Отдыхайте, ешьте, спите, дышите, пишите.
Ваша Вега
71.
21 апреля 1976
Дорогая моя Светлана!
Приобретя случайно потрясшего меня льва, я сгоряча написала на его обороте поздравление к Вашему рождению и, конечно, не подумала о том, что по необъяснимой причине во всем нашем славном городе исчезли конверты нестандартных размеров (лев значительно превышает обычную почтовую открытку…), склеить самостоятельно – задачка тоже не простая, ибо клея не сыщешь во всем доме, а в город не выбирается сейчас никто, поэтому лев, пожалуй, до Вас не доедет. Вознамерилась было сама привезти его Вам 28-го, но подлый Бегемот опять уложил меня в постель, мне было так плохо, как в сыпняке (помните кибитки гномов под кроватью, в бараке?). Мой доктор, Антонина Ивановна, совсем расстроилась, но всему ДВС на удивленье я стала поправляться от уколов пенициллина с невероятной быстротой…

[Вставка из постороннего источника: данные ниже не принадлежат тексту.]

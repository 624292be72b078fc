use darling::{ast, FromDeriveInput, FromField, FromMeta};
use proc_macro2::{TokenStream, TokenTree};
use quote::{format_ident, quote, ToTokens};
use syn::{punctuated::Punctuated, Meta, Token};

fn enabled() -> bool {
	true
}

#[derive(FromMeta)]
struct ModelArgs {
	#[darling(default = "enabled")]
	create: bool,
	#[darling(default = "enabled")]
	update: bool,
}

#[derive(Debug, FromDeriveInput)]
#[darling(supports(struct_named), forward_attrs)]
struct ModelReceiver {
	ident: syn::Ident,
	generics: syn::Generics,
	data: ast::Data<(), FieldReceiver>,
	attrs: Vec<syn::Attribute>,
}

#[derive(Debug, FromField)]
#[darling(forward_attrs)]
struct FieldReceiver {
	ident: Option<syn::Ident>,
	ty: syn::Type,
	vis: syn::Visibility,
	attrs: Vec<syn::Attribute>,
}

struct InputField<'a> {
	ident: &'a syn::Ident,
	ty: &'a syn::Type,
	vis: &'a syn::Visibility,
	attrs: Vec<&'a syn::Attribute>,
}

pub fn from_input(
	args: proc_macro::TokenStream,
	input: proc_macro::TokenStream,
) -> proc_macro::TokenStream {
	let args = match ast::NestedMeta::parse_meta_list(args.into()) {
		Ok(x) => x,
		Err(e) => return e.into_compile_error().into(),
	};

	let args = match ModelArgs::from_list(&args) {
		Ok(x) => x,
		Err(e) => return e.write_errors().into(),
	};

	let input = syn::parse_macro_input!(input as syn::DeriveInput);
	let receiver = match ModelReceiver::from_derive_input(&input) {
		Ok(x) => x,
		Err(e) => return e.write_errors().into(),
	};

	let ident = &receiver.ident;
	let vis = &input.vis;
	let generics = &receiver.generics;

	let Some(fields) = receiver.data.take_struct() else {
		return syn::Error::new_spanned(ident, "#[model] expects a struct with named fields")
			.into_compile_error()
			.into();
	};

	let struct_attrs = receiver
		.attrs
		.iter()
		.filter_map(forward_struct_attr)
		.collect::<Vec<_>>();

	let fields = fields
		.iter()
		.filter(|field| !is_server_controlled(&field.attrs))
		.filter_map(|field| {
			Some(InputField {
				ident: field.ident.as_ref()?,
				ty: &field.ty,
				vis: &field.vis,
				attrs: field
					.attrs
					.iter()
					.filter(|attr| !attr.path().is_ident("sqlx"))
					.collect(),
			})
		})
		.collect::<Vec<_>>();

	let create = args.create.then(|| {
		let create_ident = format_ident!("Create{}", ident);
		let doc = format!(" Fields accepted when creating a [`{ident}`].");
		let create_fields = fields.iter().map(|field| {
			let InputField {
				ident,
				ty,
				vis,
				attrs,
			} = field;

			quote! {
				#(#attrs)*
				#vis #ident: #ty,
			}
		});

		quote! {
			#[doc = #doc]
			#(#struct_attrs)*
			#vis struct #create_ident #generics {
				#(#create_fields)*
			}
		}
	});

	let update = args.update.then(|| {
		let update_ident = format_ident!("Update{}", ident);
		let doc = format!(" Fields accepted when updating a [`{ident}`]. Omitted fields are left unchanged.");
		let update_fields = fields.iter().map(|field| {
			let InputField {
				ident,
				ty,
				vis,
				attrs,
			} = field;

			// Optional model fields stay as they are, there is no way to clear them
			let ty = if is_option(ty) {
				quote!(#ty)
			} else {
				quote!(Option<#ty>)
			};

			quote! {
				#(#attrs)*
				#vis #ident: #ty,
			}
		});

		quote! {
			#[doc = #doc]
			#(#struct_attrs)*
			#vis struct #update_ident #generics {
				#(#update_fields)*
			}
		}
	});

	quote! {
		#input

		#create

		#update
	}
	.into()
}

/// Struct attributes copied onto the generated inputs. Docs are replaced and
/// `FromRow` is dropped since inputs never come from the database.
fn forward_struct_attr(attr: &syn::Attribute) -> Option<TokenStream> {
	if attr.path().is_ident("doc") || attr.path().is_ident("sqlx") {
		return None;
	}

	if !attr.path().is_ident("derive") {
		return Some(attr.to_token_stream());
	}

	let Ok(paths) = attr.parse_args_with(Punctuated::<syn::Path, Token![,]>::parse_terminated)
	else {
		return Some(attr.to_token_stream());
	};

	let paths = paths
		.into_iter()
		.filter(|path| {
			path.segments
				.last()
				.map_or(true, |segment| segment.ident != "FromRow")
		})
		.collect::<Vec<_>>();

	if paths.is_empty() {
		return None;
	}

	Some(quote!(#[derive(#(#paths),*)]))
}

/// Whether the field has `#[serde(skip)]` or `#[serde(skip_deserializing)]`.
fn is_server_controlled(attrs: &[syn::Attribute]) -> bool {
	attrs.iter().any(|attr| {
		let Meta::List(ref list) = attr.meta else {
			return false;
		};

		if !list.path.is_ident("serde") {
			return false;
		}

		list.tokens.to_token_stream().into_iter().any(|token| {
			matches!(token, TokenTree::Ident(ref ident) if ident == "skip_deserializing" || ident == "skip")
		})
	})
}

fn is_option(ty: &syn::Type) -> bool {
	let syn::Type::Path(path) = ty else {
		return false;
	};

	path.qself.is_none()
		&& path
			.path
			.segments
			.last()
			.is_some_and(|segment| segment.ident == "Option")
}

А знаете, в чем главная-то причина моего упадка? Не могу больше переносить атмосферу ДВС. Это – преддверие гроба. Мне страшно и душно от царящего вокруг меня страха смерти, от того еще, что люди здесь – не люди, а бывшие актеры, жившие только ролями, т. е. чужими жизнями. Перестав играть, они опустошены, у них только пустая оболочка, а живые духом умирают физически. За последнее время подряд – три рака, умерла на днях даже маленькая белая собачка, тоже от рака… Если бы не мой сосед. Великанов, я легла бы носом в стенку и не поворачивалась бы. Держусь за него, единственного живого и доброго, уходящего с головой в историю, в стихи. Слава Богу, я тоже ему нужна, но чувствую, что он недолговечен уже, и если уйдет и он – что же останется? Сильно была потрясена еще и тем, что прелестную акварель моего ушедшего Клевера повесили… в уборной первого этажа. Ее спасли и принесли мне. Это ужасно, но, с другой стороны, как вознаграждение, молодой художник Петя Кожевников, ученик Клевера, принес мне несколько чудных его фотографий, а кроме того целую кипу снимков с его иллюстраций к Андерсену. Больше всего меня поразила книжечка, составленная Петей: на левой странице – текст Клевера, на правой – иллюстрация. Этот маленький сборник называется «Письма Принцессе» и я надеюсь, что выпрошу у Пети репродукции. Вы должны это видеть.